Does anyone fancy doing a bit of mystery shopping of the various UK hotspot providers? All you need to do is this:-

- Visit a UK Hotspot, whether commercial, not for profit or free
- Try and use the service
- Write a short piece about your experience
- Ideally add a couple of photos of whatever promotional material you find at the site
- Post it as a blog on the Ecademy WiFi SIG. [from: JB Wifi]




Press Releases Details - NETGEAR : NETGEAR and Atheros to Deliver Dual-Band Tri-Mode 802.11a/b/g Wireless Networking Solutions

Is this the first A, B, G card and AP on the market? Scheduled ship date is March 2003. Note that there's no pricing in the press release. [from: JB Wifi]

Gguy Kewney's got details about the Harrogate seminar on mesh wireless. Locustworld are expecting to show their Meshbox in action. [from: JB Wifi]

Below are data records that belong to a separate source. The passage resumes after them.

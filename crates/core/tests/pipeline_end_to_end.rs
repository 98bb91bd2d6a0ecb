//! Shards on disk → datasets → trained models → forecast
//!
//! Run with: cargo test --test `pipeline_end_to_end`

mod common;

use common::{fire_payload, scratch_dir, write_shard, StubSource};
use ignis_core::config::{DataConfig, ForecastConfig};
use ignis_core::features::{Dataset, DatasetBuilder, FEATURE_COUNT};
use ignis_core::model::metrics::{roc_auc, ClassificationReport, RegressionScores};
use ignis_core::model::{GbmParams, GradientBoostingClassifier, GradientBoostingRegressor};
use ignis_core::record::{inspect_shard, ChannelLayout};
use ignis_core::{PredictionRequest, SpreadForecaster};
use rand::rngs::StdRng;
use rand::SeedableRng;

/// Spread depends on wind: fast wind grows the fire, calm wind shrinks it
fn shard_payloads(seed: usize, count: usize) -> Vec<Vec<u8>> {
    (0..count)
        .map(|i| {
            let k = seed + i;
            let prev = 20 + (k * 7) % 60;
            let windy = k % 2 == 0;
            let wind = if windy { 8.0 + (k % 5) as f32 } else { 1.0 + (k % 3) as f32 };
            let next = if windy { prev * 2 } else { prev / 2 };
            fire_payload(prev, next, wind)
        })
        .collect()
}

fn small_params() -> GbmParams {
    GbmParams {
        n_estimators: 40,
        max_depth: 3,
        ..GbmParams::default()
    }
}

#[test]
fn test_full_pipeline() {
    let dir = scratch_dir("pipeline");
    let data = DataConfig {
        data_dir: dir.clone(),
        output_dir: dir.join("processed"),
        train_shards: 2,
        test_shards: 1,
        max_train_samples: 70,
        ..DataConfig::default()
    };

    let train_paths = data.train_shard_paths();
    let mut first = shard_payloads(0, 40);
    // Degenerate records the filters must drop
    first.push(fire_payload(3, 50, 9.0));
    first.push(fire_payload(20, 400, 9.0));
    write_shard(&train_paths[0], &first);
    write_shard(&train_paths[1], &shard_payloads(40, 40));
    write_shard(&data.test_shard_paths()[0], &shard_payloads(1000, 30));

    let summary = inspect_shard(&train_paths[0]).unwrap();
    assert_eq!(summary.len(), 10);
    assert!(summary
        .iter()
        .any(|s| s.key == "PrevFireMask" && s.kind == "float_list" && s.len == 4096));

    let mut builder = DatasetBuilder::new(data.layout, data.max_train_samples);
    builder.extend_from_shards(&data.train_shard_paths());
    let train = builder.finish();
    assert_eq!(train.len(), 70);
    assert_eq!(train.skipped, 2);
    assert!(train.features.iter().all(|f| f.as_slice().len() == FEATURE_COUNT));
    assert!(train
        .spread_ratios
        .iter()
        .all(|r| (0.1..=10.0).contains(r)));

    let mut builder = DatasetBuilder::new(data.layout, data.max_test_samples);
    builder.extend_from_shards(&data.test_shard_paths());
    let test = builder.finish();
    assert_eq!(test.len(), 30);

    std::fs::create_dir_all(&data.output_dir).unwrap();
    train.save(data.train_dataset_path()).unwrap();
    let train = Dataset::load(data.train_dataset_path()).unwrap();

    let classifier =
        GradientBoostingClassifier::fit(&train.features, &train.spread_labels, small_params())
            .unwrap();
    let probabilities = classifier.predict_proba_batch(&test.features).unwrap();
    let predicted: Vec<u8> = probabilities.iter().map(|&p| u8::from(p > 0.5)).collect();
    let report = ClassificationReport::new(&test.spread_labels, &predicted);
    assert!(report.accuracy > 0.9, "accuracy {}", report.accuracy);
    assert!(roc_auc(&test.spread_labels, &probabilities).unwrap() > 0.9);
    assert_eq!(
        classifier.ensemble().ranked_importances()[0].0,
        "wind_speed_mean",
        "wind speed is the only label signal besides fire size"
    );

    let regressor =
        GradientBoostingRegressor::fit(&train.features, &train.spread_ratios, small_params())
            .unwrap();
    let predicted = regressor.predict_batch(&test.features).unwrap();
    let scores = RegressionScores::new(&test.spread_ratios, &predicted);
    assert!(scores.r2 > 0.8, "r2 {}", scores.r2);

    let forecast = ForecastConfig {
        model_dir: dir.join("models"),
        ..ForecastConfig::default()
    };
    std::fs::create_dir_all(&forecast.model_dir).unwrap();
    classifier.save(forecast.classifier_path()).unwrap();
    regressor.save(forecast.regressor_path()).unwrap();

    let forecaster = SpreadForecaster::new(
        Box::new(GradientBoostingClassifier::load(forecast.classifier_path()).unwrap()),
        Box::new(GradientBoostingRegressor::load(forecast.regressor_path()).unwrap()),
        Box::new(StubSource::offline()),
        &forecast,
    );
    let request = PredictionRequest::from_json(r#"{"lat": 38.5, "lng": -121.5, "brightness": 380}"#)
        .unwrap();
    let result = forecaster
        .predict_with(&request, 8, &mut StdRng::seed_from_u64(5))
        .unwrap();
    assert!((0.0..=1.0).contains(&result.spread_probability));
    assert!((0.1..=10.0).contains(&result.spread_ratio));
    assert_eq!(result.geojson.features.len(), 11);

    std::fs::remove_dir_all(&dir).ok();
}

#[test]
fn test_missing_shard_is_skipped() {
    let dir = scratch_dir("missing-shard");
    let present = dir.join("present.tfrecord");
    write_shard(&present, &shard_payloads(0, 5));

    let mut builder = DatasetBuilder::new(ChannelLayout::default(), 100);
    builder.extend_from_shards(&[dir.join("absent.tfrecord"), present]);
    assert_eq!(builder.finish().len(), 5);

    std::fs::remove_dir_all(&dir).ok();
}

#[test]
fn test_models_refuse_wrong_file() {
    let dir = scratch_dir("wrong-model");
    let x: Vec<Vec<f64>> = (0..20).map(|i| vec![f64::from(i), 1.0]).collect();
    let y: Vec<f64> = (0..20).map(f64::from).collect();
    let path = dir.join("regressor.json");
    GradientBoostingRegressor::fit(&x, &y, small_params())
        .unwrap()
        .save(&path)
        .unwrap();

    assert!(GradientBoostingClassifier::load(&path).is_err());
    assert!(GradientBoostingClassifier::load(dir.join("nope.json")).is_err());

    std::fs::remove_dir_all(&dir).ok();
}
//! Feature engineering for spread models
//!
//! Reduces a decoded record's rasters to a fixed 23-element feature vector and
//! two labels. The same vector layout is rebuilt from single-point conditions
//! at forecast time, so the order of [`FEATURE_NAMES`] is a contract between
//! training and inference.
//!
//! # Layout
//!
//! ```text
//!  0..16  mean/max of elevation, th, vs, tmmn, tmmx, sph, pdsi, NDVI
//! 16..18  fire_sum, fire_mean (previous-day mask)
//! 18..20  wind_east, wind_north
//! 20..22  elevation × wind speed, drought × vegetation
//!     22  fire bounding-box width / height
//! ```

pub mod dataset;

pub use dataset::{Dataset, DatasetBuilder, DatasetStats};

use crate::core_types::{unit_from_radians, Celsius, Degrees, KilometersPerHour, Meters, Percent};
use crate::record::{Channel, FireRecord};
use serde::{Deserialize, Serialize};

/// Number of features in every vector
pub const FEATURE_COUNT: usize = 23;

/// Canonical feature names, in vector order
pub const FEATURE_NAMES: [&str; FEATURE_COUNT] = [
    "elevation_mean",
    "elevation_max",
    "wind_dir_mean",
    "wind_dir_max",
    "wind_speed_mean",
    "wind_speed_max",
    "temp_min_mean",
    "temp_min_max",
    "temp_max_mean",
    "temp_max_max",
    "humidity_mean",
    "humidity_max",
    "drought_mean",
    "drought_max",
    "vegetation_mean",
    "vegetation_max",
    "fire_sum",
    "fire_mean",
    "wind_east",
    "wind_north",
    "wind_elevation",
    "drought_vegetation",
    "fire_shape_ratio",
];

/// Channels summarized by mean/max, in vector order
const ENVIRONMENTAL_CHANNELS: [Channel; 8] = [
    Channel::Elevation,
    Channel::WindDirection,
    Channel::WindSpeed,
    Channel::TempMin,
    Channel::TempMax,
    Channel::Humidity,
    Channel::Drought,
    Channel::Vegetation,
];

/// Records whose previous-day fire mask sums below this are dropped
pub const MIN_ACTIVE_FIRE_AREA: f64 = 10.0;

/// Smallest spread ratio kept in the dataset
pub const MIN_SPREAD_RATIO: f64 = 0.1;

/// Largest spread ratio kept in the dataset (also the regressor clip)
pub const MAX_SPREAD_RATIO: f64 = 10.0;

/// Ratios strictly above this are labelled as spreading
pub const SPREAD_LABEL_THRESHOLD: f64 = 1.2;

/// Shape ratio used when the mask has no usable footprint
pub const NEUTRAL_SHAPE_RATIO: f64 = 1.0;

/// Keeps the shape ratio finite for single-row fires
const SHAPE_RATIO_EPSILON: f64 = 1e-6;

/// Fixed-length model input
#[derive(Debug, Clone, Copy, PartialEq, Serialize, Deserialize)]
pub struct FeatureVector(pub [f64; FEATURE_COUNT]);

impl FeatureVector {
    /// Borrow as a slice for model evaluation
    pub fn as_slice(&self) -> &[f64] {
        &self.0
    }

    /// Value by canonical name
    pub fn get(&self, name: &str) -> Option<f64> {
        FEATURE_NAMES
            .iter()
            .position(|&n| n == name)
            .map(|idx| self.0[idx])
    }
}

impl AsRef<[f64]> for FeatureVector {
    fn as_ref(&self) -> &[f64] {
        &self.0
    }
}

/// A feature vector with both training targets
#[derive(Debug, Clone, Copy, PartialEq, Serialize, Deserialize)]
pub struct LabelledSample {
    pub features: FeatureVector,
    /// 1 when the fire grew by more than [`SPREAD_LABEL_THRESHOLD`]
    pub spread_label: u8,
    /// Next-day fire area over current fire area
    pub spread_ratio: f64,
}

/// Why a record produced no sample
#[derive(Debug, Clone, Copy, PartialEq)]
pub enum SkipReason {
    /// Previous-day mask sums below [`MIN_ACTIVE_FIRE_AREA`]
    NoActiveFire { current_area: f64 },
    /// Ratio outside `[MIN_SPREAD_RATIO, MAX_SPREAD_RATIO]` or not finite
    ImplausibleRatio { ratio: f64 },
    /// A raster carried NaN or infinite values (sensor noise)
    NonFiniteFeature { name: &'static str },
}

/// Outcome of running the extractor over one record
#[derive(Debug, Clone, Copy, PartialEq)]
pub enum Extraction {
    Sample(LabelledSample),
    Skipped(SkipReason),
}

/// Mean and max of a channel (f64 accumulation)
fn mean_max(values: &[f32]) -> (f64, f64) {
    if values.is_empty() {
        return (0.0, 0.0);
    }
    let sum: f64 = values.iter().map(|&v| f64::from(v)).sum();
    let max = values
        .iter()
        .map(|&v| f64::from(v))
        .fold(f64::NEG_INFINITY, f64::max);
    (sum / values.len() as f64, max)
}

fn channel_sum(values: &[f32]) -> f64 {
    values.iter().map(|&v| f64::from(v)).sum()
}

/// Bounding-box width/height of positive pixels in a square fire mask
///
/// Returns [`NEUTRAL_SHAPE_RATIO`] when the mask cannot be reshaped to
/// `side × side`, when it sums to zero or less, or when no pixel is positive.
pub fn fire_shape_ratio(mask: &[f32], side: usize) -> f64 {
    if side == 0 || mask.len() != side * side || channel_sum(mask) <= 0.0 {
        return NEUTRAL_SHAPE_RATIO;
    }

    let mut bounds: Option<(usize, usize, usize, usize)> = None;
    for (idx, _) in mask.iter().enumerate().filter(|&(_, &v)| v > 0.0) {
        let (y, x) = (idx / side, idx % side);
        bounds = Some(match bounds {
            None => (x, x, y, y),
            Some((min_x, max_x, min_y, max_y)) => {
                (min_x.min(x), max_x.max(x), min_y.min(y), max_y.max(y))
            }
        });
    }

    match bounds {
        Some((min_x, max_x, min_y, max_y)) => {
            let width = (max_x - min_x) as f64;
            let height = (max_y - min_y) as f64;
            width / (height + SHAPE_RATIO_EPSILON)
        }
        None => NEUTRAL_SHAPE_RATIO,
    }
}

/// Build the feature vector and labels for one record
///
/// `side` is the grid side used to reshape the previous-day fire mask.
pub fn extract(record: &FireRecord, side: usize) -> Extraction {
    let current_area = channel_sum(&record.prev_fire_mask);
    if current_area.is_nan() || current_area < MIN_ACTIVE_FIRE_AREA {
        return Extraction::Skipped(SkipReason::NoActiveFire { current_area });
    }

    let future_area = channel_sum(&record.fire_mask);
    let spread_ratio = future_area / current_area;
    if !spread_ratio.is_finite()
        || !(MIN_SPREAD_RATIO..=MAX_SPREAD_RATIO).contains(&spread_ratio)
    {
        return Extraction::Skipped(SkipReason::ImplausibleRatio {
            ratio: spread_ratio,
        });
    }

    let mut features = [0.0; FEATURE_COUNT];
    for (slot, channel) in ENVIRONMENTAL_CHANNELS.iter().enumerate() {
        let (mean, max) = mean_max(record.channel(*channel));
        features[slot * 2] = mean;
        features[slot * 2 + 1] = max;
    }

    let (fire_mean, _) = mean_max(&record.prev_fire_mask);
    features[16] = current_area;
    features[17] = fire_mean;

    let elevation_mean = features[0];
    let wind_dir_mean = features[2];
    let wind_speed_mean = features[4];
    let drought_mean = features[12];
    let vegetation_mean = features[14];

    let wind = unit_from_radians(wind_dir_mean.to_radians()) * wind_speed_mean;
    features[18] = wind.x;
    features[19] = wind.y;
    features[20] = elevation_mean * wind_speed_mean;
    features[21] = drought_mean * vegetation_mean;
    features[22] = fire_shape_ratio(&record.prev_fire_mask, side);

    if let Some(idx) = features.iter().position(|v| !v.is_finite()) {
        return Extraction::Skipped(SkipReason::NonFiniteFeature {
            name: FEATURE_NAMES[idx],
        });
    }

    Extraction::Sample(LabelledSample {
        features: FeatureVector(features),
        spread_label: u8::from(spread_ratio > SPREAD_LABEL_THRESHOLD),
        spread_ratio,
    })
}

/// Conditions at a single point, as gathered by the forecaster
#[derive(Debug, Clone, Copy, PartialEq, Serialize, Deserialize)]
pub struct PointConditions {
    pub elevation: Meters,
    pub wind_direction: Degrees,
    pub wind_speed: KilometersPerHour,
    pub temp_min: Celsius,
    pub temp_max: Celsius,
    pub humidity: Percent,
    pub drought: f64,
    pub vegetation: f64,
    /// Fire radiative brightness, standing in for the fire-mask statistics
    pub brightness: f64,
}

impl PointConditions {
    /// Same layout as [`extract`], with mean = max for every channel
    pub fn feature_vector(&self) -> FeatureVector {
        let elevation = *self.elevation;
        let wind_dir = *self.wind_direction;
        let wind_speed = *self.wind_speed;
        let wind = unit_from_radians(self.wind_direction.to_radians()) * wind_speed;

        FeatureVector([
            elevation,
            elevation,
            wind_dir,
            wind_dir,
            wind_speed,
            wind_speed,
            *self.temp_min,
            *self.temp_min,
            *self.temp_max,
            *self.temp_max,
            *self.humidity,
            *self.humidity,
            self.drought,
            self.drought,
            self.vegetation,
            self.vegetation,
            self.brightness,
            self.brightness / 100.0,
            wind.x,
            wind.y,
            elevation * wind_speed,
            self.drought * self.vegetation,
            NEUTRAL_SHAPE_RATIO,
        ])
    }
}
//! REST API exposure for the catalog
//!
//! The REST exposure consumes a `ServerHost` and produces an Axum `Router`.

pub mod handlers;

use super::super::host::ServerHost;
use crate::server::router::build_product_routes;
use anyhow::Result;
use axum::{Json, Router, routing::get};
use handlers::CatalogState;
use serde_json::json;
use std::sync::Arc;
use tower::ServiceBuilder;
use tower_http::trace::TraceLayer;

/// REST API exposure implementation
pub struct RestExposure;

impl RestExposure {
    /// Build the REST router from a host
    ///
    /// # Returns
    ///
    /// Returns a fully configured Axum router with:
    /// - Health check routes
    /// - Product routes (listing + CRUD)
    /// - Custom routes
    /// - Request tracing
    pub fn build_router(host: Arc<ServerHost>, custom_routes: Vec<Router>) -> Result<Router> {
        let state = CatalogState {
            store: host.store.clone(),
            config: host.config.clone(),
        };

        let mut app = Self::health_routes(host.store.backend()).merge(build_product_routes(state));

        for custom_router in custom_routes {
            app = app.merge(custom_router);
        }

        Ok(app.layer(ServiceBuilder::new().layer(TraceLayer::new_for_http())))
    }

    /// Build health check routes
    fn health_routes(backend: &'static str) -> Router {
        let health = move || async move {
            Json(json!({
                "status": "ok",
                "service": "product-catalog",
                "store": backend
            }))
        };

        Router::new()
            .route("/health", get(health.clone()))
            .route("/healthz", get(health))
    }
}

I couldn't help but laugh at this graph on Reiter's Wireless Data Web Log : with this note. The I.Q of too many cellular marketing executives continues to be two standard deviations to the left of the middle of the bell shaped curve.

I.Q. - bell shaped curve:

How many other industries could we apply this to? [from: JB Wifi]

Web-User : Internet Exchange, the European internet café chain, has rolled-out a number [30] of WiFi hotspots across the UK and claims to offer access at a quarter of the cost of BT. It costs £5 for 24 hours unlimited access [from: JB Wifi]

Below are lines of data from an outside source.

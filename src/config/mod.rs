//! Configuration loading and management

use crate::core::error::ConfigError;
use serde::{Deserialize, Serialize};
use std::time::Duration;

/// What to do with a `query` parameter that is not a valid filter
#[derive(Debug, Clone, Copy, Default, PartialEq, Eq, Serialize, Deserialize)]
#[serde(rename_all = "snake_case")]
pub enum MalformedFilterPolicy {
    /// Answer 400 with the decoding error
    #[default]
    Reject,
    /// Log a warning and list without a filter
    Ignore,
}

/// How navigation links render parameters the client did not send
#[derive(Debug, Clone, Copy, Default, PartialEq, Eq, Serialize, Deserialize)]
#[serde(rename_all = "snake_case")]
pub enum LinkStyle {
    /// Leave absent `sort`/`query` out of the link
    #[default]
    Omit,
    /// Write the literal `undefined`, as legacy clients expect
    Legacy,
}

/// HTTP server settings
#[derive(Debug, Clone, Serialize, Deserialize)]
#[serde(default)]
pub struct ServerConfig {
    /// Address the server binds to
    pub bind: String,
}

impl Default for ServerConfig {
    fn default() -> Self {
        Self {
            bind: "127.0.0.1:8080".to_string(),
        }
    }
}

/// Listing endpoint settings
#[derive(Debug, Clone, Serialize, Deserialize)]
#[serde(default)]
pub struct ListingConfig {
    /// Path the product routes are mounted on, also used in navigation links
    pub base_path: String,

    /// Page size when `limit` is absent or unusable
    pub default_limit: usize,

    /// Upper bound applied to `limit`
    pub max_limit: usize,

    /// Reject non-numeric `limit`/`page` with a 400 instead of defaulting
    pub strict_pagination: bool,

    pub malformed_filter: MalformedFilterPolicy,

    pub link_style: LinkStyle,

    /// Deadline for a single catalog store call
    pub store_timeout_ms: u64,
}

impl Default for ListingConfig {
    fn default() -> Self {
        Self {
            base_path: "/api/products".to_string(),
            default_limit: 10,
            max_limit: 100,
            strict_pagination: false,
            malformed_filter: MalformedFilterPolicy::Reject,
            link_style: LinkStyle::Omit,
            store_timeout_ms: 5_000,
        }
    }
}

impl ListingConfig {
    pub fn store_timeout(&self) -> Duration {
        Duration::from_millis(self.store_timeout_ms)
    }
}

/// Complete service configuration
#[derive(Debug, Clone, Default, Serialize, Deserialize)]
#[serde(default)]
pub struct CatalogConfig {
    pub server: ServerConfig,
    pub listing: ListingConfig,
}

impl CatalogConfig {
    /// Load configuration from a YAML file
    pub fn from_yaml_file(path: &str) -> Result<Self, ConfigError> {
        let content = std::fs::read_to_string(path)?;
        let config: Self =
            serde_yaml::from_str(&content).map_err(|e| ConfigError::ParseError {
                file: Some(path.to_string()),
                message: e.to_string(),
            })?;
        config.validate()?;
        Ok(config)
    }

    /// Load configuration from a YAML string
    pub fn from_yaml_str(yaml: &str) -> Result<Self, ConfigError> {
        let config: Self = serde_yaml::from_str(yaml)?;
        config.validate()?;
        Ok(config)
    }

    /// Check cross-field constraints
    pub fn validate(&self) -> Result<(), ConfigError> {
        let listing = &self.listing;

        if listing.default_limit == 0 {
            return Err(ConfigError::InvalidValue {
                field: "listing.default_limit".to_string(),
                value: "0".to_string(),
                message: "must be at least 1".to_string(),
            });
        }

        if listing.max_limit < listing.default_limit {
            return Err(ConfigError::InvalidValue {
                field: "listing.max_limit".to_string(),
                value: listing.max_limit.to_string(),
                message: format!(
                    "must not be lower than default_limit ({})",
                    listing.default_limit
                ),
            });
        }

        if !listing.base_path.starts_with('/') || listing.base_path.ends_with('/') {
            return Err(ConfigError::InvalidValue {
                field: "listing.base_path".to_string(),
                value: listing.base_path.clone(),
                message: "must start with '/' and not end with '/'".to_string(),
            });
        }

        Ok(())
    }
}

80211 Planet has a lengthy review Looking Inside the MeshBox of Locustworld's Meshbox. It consist almost entirely of quotes from analysts and Wayne Kawamoto has done a great job of collecting comments from all the major analyst houses. It would be very easy for me to be extremely cynical about their comments but why not read it for yourself and make your own mind up. [from: JB Wifi]




The Node DB database of hotspots now includes commercial hotspots as well as community ones. The Wireless Node Database Project If you provide a hotspot whether commercial, non-profit or amateur make sure you add it to the database.